WHAT NEEDS TO BE DONE:
What is needed is an exact copy of all the entries.

AVAILABLE DATA:
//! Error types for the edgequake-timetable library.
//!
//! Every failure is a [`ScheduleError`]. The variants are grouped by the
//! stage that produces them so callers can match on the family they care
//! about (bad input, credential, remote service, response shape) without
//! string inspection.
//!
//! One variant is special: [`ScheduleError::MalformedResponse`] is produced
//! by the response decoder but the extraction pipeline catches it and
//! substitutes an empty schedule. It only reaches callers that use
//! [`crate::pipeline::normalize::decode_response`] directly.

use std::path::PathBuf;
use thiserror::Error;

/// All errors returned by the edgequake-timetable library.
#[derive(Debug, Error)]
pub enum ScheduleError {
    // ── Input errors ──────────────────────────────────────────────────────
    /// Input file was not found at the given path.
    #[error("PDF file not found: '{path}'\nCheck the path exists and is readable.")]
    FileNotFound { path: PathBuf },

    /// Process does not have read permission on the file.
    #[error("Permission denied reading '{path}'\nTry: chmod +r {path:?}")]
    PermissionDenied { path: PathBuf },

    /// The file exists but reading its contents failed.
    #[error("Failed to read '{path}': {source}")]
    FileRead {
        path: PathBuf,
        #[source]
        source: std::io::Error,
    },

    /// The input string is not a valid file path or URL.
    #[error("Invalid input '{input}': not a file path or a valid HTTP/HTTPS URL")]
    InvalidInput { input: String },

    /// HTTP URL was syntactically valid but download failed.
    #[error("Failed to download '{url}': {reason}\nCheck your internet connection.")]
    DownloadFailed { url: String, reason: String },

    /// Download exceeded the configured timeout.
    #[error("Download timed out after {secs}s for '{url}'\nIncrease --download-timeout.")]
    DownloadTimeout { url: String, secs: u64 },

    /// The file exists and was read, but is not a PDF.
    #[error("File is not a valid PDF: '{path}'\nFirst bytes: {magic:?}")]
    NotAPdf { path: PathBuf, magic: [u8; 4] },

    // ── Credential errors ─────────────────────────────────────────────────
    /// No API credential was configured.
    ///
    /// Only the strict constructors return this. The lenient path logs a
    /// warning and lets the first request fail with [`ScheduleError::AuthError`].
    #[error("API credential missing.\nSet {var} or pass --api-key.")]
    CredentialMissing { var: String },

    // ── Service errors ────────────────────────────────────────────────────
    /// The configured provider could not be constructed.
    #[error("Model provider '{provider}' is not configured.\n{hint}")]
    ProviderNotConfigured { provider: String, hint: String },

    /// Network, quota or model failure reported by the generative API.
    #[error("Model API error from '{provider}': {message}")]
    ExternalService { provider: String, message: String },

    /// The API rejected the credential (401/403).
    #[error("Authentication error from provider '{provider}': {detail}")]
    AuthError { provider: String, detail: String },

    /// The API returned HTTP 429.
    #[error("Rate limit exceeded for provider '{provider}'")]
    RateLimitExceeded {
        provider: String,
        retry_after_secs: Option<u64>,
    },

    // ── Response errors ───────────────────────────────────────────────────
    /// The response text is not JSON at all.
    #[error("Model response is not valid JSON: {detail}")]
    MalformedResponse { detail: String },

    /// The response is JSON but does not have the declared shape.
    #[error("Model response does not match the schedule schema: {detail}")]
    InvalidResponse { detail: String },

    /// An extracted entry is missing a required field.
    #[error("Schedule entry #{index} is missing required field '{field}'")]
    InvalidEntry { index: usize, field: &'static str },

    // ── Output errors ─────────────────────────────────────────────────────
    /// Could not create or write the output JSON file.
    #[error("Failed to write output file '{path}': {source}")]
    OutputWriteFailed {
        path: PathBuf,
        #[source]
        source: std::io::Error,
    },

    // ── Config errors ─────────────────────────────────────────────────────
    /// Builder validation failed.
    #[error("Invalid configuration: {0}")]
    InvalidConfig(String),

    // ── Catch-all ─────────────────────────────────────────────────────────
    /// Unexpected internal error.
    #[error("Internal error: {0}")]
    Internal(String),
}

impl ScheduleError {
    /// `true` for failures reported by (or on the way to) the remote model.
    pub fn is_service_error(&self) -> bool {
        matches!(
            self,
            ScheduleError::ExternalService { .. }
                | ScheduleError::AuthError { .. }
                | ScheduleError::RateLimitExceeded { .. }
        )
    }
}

PROBLEM SOLUTION:
//! Error types for the edgequake-timetable library.
//!
//! Every failure is a [`ScheduleError`]. The variants are grouped by the
//! stage that produces them so callers can match on the family they care
//! about (bad input, credential, remote service, response shape) without
//! string inspection.
//!
//! One variant is special: [`ScheduleError::MalformedResponse`] is produced
//! by the response decoder but the extraction pipeline catches it and
//! substitutes an empty schedule. It only reaches callers that use
//! [`crate::pipeline::normalize::decode_response`] directly.

use std::path::PathBuf;
use thiserror::Error;

/// All errors returned by the edgequake-timetable library.
#[derive(Debug, Error)]
pub enum ScheduleError {
    // ── Input errors ──────────────────────────────────────────────────────
    /// Input file was not found at the given path.
    #[error("PDF file not found: '{path}'\nCheck the path exists and is readable.")]
    FileNotFound { path: PathBuf },

    /// Process does not have read permission on the file.
    #[error("Permission denied reading '{path}'\nTry: chmod +r {path:?}")]
    PermissionDenied { path: PathBuf },

    /// The file exists but reading its contents failed.
    #[error("Failed to read '{path}': {source}")]
    FileRead {
        path: PathBuf,
        #[source]
        source: std::io::Error,
    },

    /// The input string is not a valid file path or URL.
    #[error("Invalid input '{input}': not a file path or a valid HTTP/HTTPS URL")]
    InvalidInput { input: String },

    /// HTTP URL was syntactically valid but download failed.
    #[error("Failed to download '{url}': {reason}\nCheck your internet connection.")]
    DownloadFailed { url: String, reason: String },

    /// Download exceeded the configured timeout.
    #[error("Download timed out after {secs}s for '{url}'\nIncrease --download-timeout.")]
    DownloadTimeout { url: String, secs: u64 },

    /// The file exists and was read, but is not a PDF.
    #[error("File is not a valid PDF: '{path}'\nFirst bytes: {magic:?}")]
    NotAPdf { path: PathBuf, magic: [u8; 4] },

    // ── Credential errors ─────────────────────────────────────────────────
    /// No API credential was configured.
    ///
    /// Only the strict constructors return this. The lenient path logs a
    /// warning and lets the first request fail with [`ScheduleError::AuthError`].
    #[error("API credential missing.\nSet {var} or pass --api-key.")]
    CredentialMissing { var: String },

    // ── Service errors ────────────────────────────────────────────────────
    /// The configured provider could not be constructed.
    #[error("Model provider '{provider}' is not configured.\n{hint}")]
    ProviderNotConfigured { provider: String, hint: String },

    /// Network, quota or model failure reported by the generative API.
    #[error("Model API error from '{provider}': {message}")]
    ExternalService { provider: String, message: String },

    /// The API rejected the credential (401/403).
    #[error("Authentication error from provider '{provider}': {detail}")]
    AuthError { provider: String, detail: String },

    /// The API returned HTTP 429.
    #[error("Rate limit exceeded for provider '{provider}'")]
    RateLimitExceeded {
        provider: String,
        retry_after_secs: Option<u64>,
    },

    // ── Response errors ───────────────────────────────────────────────────
    /// The response text is not JSON at all.
    #[error("Model response is not valid JSON: {detail}")]
    MalformedResponse { detail: String },

    /// The response is JSON but does not have the declared shape.
    #[error("Model response does not match the schedule schema: {detail}")]
    InvalidResponse { detail: String },

    /// An extracted entry is missing a required field.
    #[error("Schedule entry #{index} is missing required field '{field}'")]
    InvalidEntry { index: usize, field: &'static str },

    // ── Output errors ─────────────────────────────────────────────────────
    /// Could not create or write the output JSON file.
    #[error("Failed to write output file '{path}': {source}")]
    OutputWriteFailed {
        path: PathBuf,
        #[source]
        source: std::io::Error,
    },

    // ── Config errors ─────────────────────────────────────────────────────
    /// Builder validation failed.
    #[error("Invalid configuration: {0}")]
    InvalidConfig(String),

    // ── Catch-all ─────────────────────────────────────────────────────────
    /// Unexpected internal error.
    #[error("Internal error: {0}")]
    Internal(String),
}

impl ScheduleError {
    /// `true` for failures reported by (or on the way to) the remote model.
    pub fn is_service_error(&self) -> bool {
        matches!(
            self,
            ScheduleError::ExternalService { .. }
                | ScheduleError::AuthError { .. }
                | ScheduleError::RateLimitExceeded { .. }
        )
    }
}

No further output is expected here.